Directions for this task: Locate every line below that contains the word "background" and copy it.

Supplied data:
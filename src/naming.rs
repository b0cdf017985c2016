//! Output filename conventions.
//!
//! Batch output is numbered per CSV file; ad-hoc output is named after the
//! quote itself:
//!
//! - `data/stoics.csv`, 3rd image → `stoics_quote_003.png`
//! - ad-hoc `"Know thyself."` → `adhoc_Know_thyself.png`
//!
//! Ad-hoc names never overwrite: an existing file gets a `_2`, `_3`, …
//! suffix via [`unique_path`].

use std::path::{Path, PathBuf};

/// Number of quote characters that go into an ad-hoc slug.
const SLUG_CHARS: usize = 20;

/// Filename for the `index`-th (1-based) image generated from a CSV file.
pub fn batch_filename(csv_stem: &str, index: usize) -> String {
    format!("{csv_stem}_quote_{index:03}.png")
}

/// Slug from the start of a quote: non-alphanumerics become `_`, edge
/// underscores are trimmed, and an empty result becomes `quote`.
pub fn slug(text: &str) -> String {
    let raw: String = text
        .chars()
        .take(SLUG_CHARS)
        .map(|c| if c.is_alphanumeric() { c } else { '_' })
        .collect();
    let trimmed = raw.trim_matches('_');
    if trimmed.is_empty() {
        "quote".to_string()
    } else {
        trimmed.to_string()
    }
}

/// Filename for an ad-hoc quote image.
pub fn adhoc_filename(text: &str) -> String {
    format!("adhoc_{}.png", slug(text))
}

/// `dir/name`, or `dir/{stem}_{n}.{ext}` with the first free `n ≥ 2` if taken.
pub fn unique_path(dir: &Path, name: &str) -> PathBuf {
    let candidate = dir.join(name);
    if !candidate.exists() {
        return candidate;
    }
    let (stem, ext) = match name.rsplit_once('.') {
        Some((stem, ext)) => (stem, Some(ext)),
        None => (name, None),
    };
    (2..)
        .map(|n| match ext {
            Some(ext) => dir.join(format!("{stem}_{n}.{ext}")),
            None => dir.join(format!("{stem}_{n}")),
        })
        .find(|p| !p.exists())
        .unwrap_or(candidate)
}
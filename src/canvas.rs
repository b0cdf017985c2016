//! Fixed output canvas: dimensions, margins, colors.

use crate::config::{CanvasConfig, ConfigError, parse_color};
use image::Rgb;

/// Output raster and styling constants, fixed for a run.
#[derive(Debug, Clone, Copy, PartialEq, Eq)]
pub struct CanvasSpec {
    pub width: u32,
    pub height: u32,
    pub margin_x: u32,
    pub margin_y: u32,
    pub background: Rgb<u8>,
    pub foreground: Rgb<u8>,
}

impl CanvasSpec {
    /// Build from config values, parsing the colors.
    pub fn from_config(config: &CanvasConfig) -> Result<Self, ConfigError> {
        Ok(Self {
            width: config.width,
            height: config.height,
            margin_x: config.margin_x,
            margin_y: config.margin_y,
            background: parse_color(&config.background)?,
            foreground: parse_color(&config.foreground)?,
        })
    }

    /// Width available to text: `width − 2·margin_x`.
    pub fn content_width(&self) -> u32 {
        self.width.saturating_sub(2 * self.margin_x)
    }

    /// Height available to text: `height − 2·margin_y`.
    pub fn content_height(&self) -> u32 {
        self.height.saturating_sub(2 * self.margin_y)
    }
}

impl Default for CanvasSpec {
    /// 800×600, black on white, 2 % / 5 % margins.
    fn default() -> Self {
        Self {
            width: 800,
            height: 600,
            margin_x: 16,
            margin_y: 30,
            background: Rgb([255, 255, 255]),
            foreground: Rgb([0, 0, 0]),
        }
    }
}
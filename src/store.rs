//! Identifier resolution against the object store.
//!
//! The store is an external collaborator reached through
//! [`gix_object::FindHeader`], which object databases implement and tests can
//! substitute with an in-memory stand-in. Only headers are read; object
//! bodies are never loaded.

use gix_hash::{oid, ObjectId};

use crate::{
    error::Error,
    request::InfoRequest,
};

/// The outcome of resolving a single identifier.
#[derive(Debug, Clone, Copy, PartialEq, Eq)]
pub enum Lookup {
    /// The object exists; its requested attributes follow.
    Found {
        /// The object's logical size in bytes.
        size: u64,
    },
    /// The object does not exist in the store.
    ///
    /// This is a reportable result, not an error; a batch stays intact when
    /// some of its identifiers are unknown.
    Missing,
}

/// One response entry, positionally matching the request's identifier list.
#[derive(Debug, Clone, Copy, PartialEq, Eq)]
pub struct InfoResult {
    /// The identifier echoed back to the client.
    pub id: ObjectId,
    /// What resolution found for it.
    pub lookup: Lookup,
}

/// Resolve a single identifier.
///
/// A store-level failure to read an object it knows about indicates a
/// server-side fault and is surfaced as [`Error::Store`], unlike an absent
/// object which is a plain [`Lookup::Missing`].
pub fn lookup(store: &impl gix_object::FindHeader, id: &oid) -> Result<Lookup, Error> {
    match store.try_header(id) {
        Ok(Some(header)) => Ok(Lookup::Found { size: header.size }),
        Ok(None) => Ok(Lookup::Missing),
        Err(source) => Err(Error::Store {
            oid: id.to_owned(),
            source,
        }),
    }
}

/// Resolve every identifier of `request`, in request order.
///
/// Duplicate identifiers are resolved once per occurrence so the result list
/// zips with the request's identifier list. The first store failure aborts
/// the whole batch.
pub fn resolve(store: &impl gix_object::FindHeader, request: &InfoRequest) -> Result<Vec<InfoResult>, Error> {
    request
        .object_ids
        .iter()
        .map(|id| lookup(store, id).map(|lookup| InfoResult { id: *id, lookup }))
        .collect()
}
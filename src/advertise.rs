//! Advertisement gating for the `object-info` capability.
//!
//! Consulted once per connection while the advertisement is assembled; an
//! absent configuration key advertises.

use crate::error::Error;

/// The token included in the capability advertisement.
pub const CAPABILITY: &str = "object-info";

/// The configuration key that gates advertisement.
pub const CONFIG_KEY: &str = "objectinfo.advertise";

/// The advertisement state as configured in the repository.
///
/// An unset key is kept distinct from an explicit `true` so callers can tell
/// operator intent apart from the default, but both advertise.
#[derive(Debug, Default, Clone, Copy, PartialEq, Eq)]
pub enum Advertise {
    /// The key is not present in the configuration.
    #[default]
    Unset,
    /// The key is explicitly set to a true value.
    Enabled,
    /// The key is explicitly set to a false value.
    Disabled,
}

impl Advertise {
    /// Read the advertisement state from `config`.
    ///
    /// A value that is not a recognized boolean is a configuration error and
    /// is reported rather than defaulted; connection setup decides whether
    /// that is fatal.
    pub fn from_config(config: &gix_config::File<'_>) -> Result<Self, Error> {
        match config.boolean(CONFIG_KEY) {
            None => Ok(Advertise::Unset),
            Some(Ok(true)) => Ok(Advertise::Enabled),
            Some(Ok(false)) => Ok(Advertise::Disabled),
            Some(Err(err)) => Err(Error::Config {
                key: CONFIG_KEY,
                message: err.to_string(),
            }),
        }
    }

    /// Return `true` unless advertisement is explicitly disabled.
    pub fn is_enabled(self) -> bool {
        !matches!(self, Advertise::Disabled)
    }
}

/// Whether the [`CAPABILITY`] token should be part of the advertised capability set.
pub fn should_advertise(config: &gix_config::File<'_>) -> Result<bool, Error> {
    Advertise::from_config(config).map(Advertise::is_enabled)
}

#[cfg(test)]
mod tests {
    use super::*;

    #[test]
    fn unset_and_enabled_advertise_disabled_does_not() {
        assert!(Advertise::Unset.is_enabled());
        assert!(Advertise::Enabled.is_enabled());
        assert!(!Advertise::Disabled.is_enabled());
    }
}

Output of the task:
    pub background: Rgb<u8>,
            background: parse_color(&config.background)?,
            background: Rgb([255, 255, 255]),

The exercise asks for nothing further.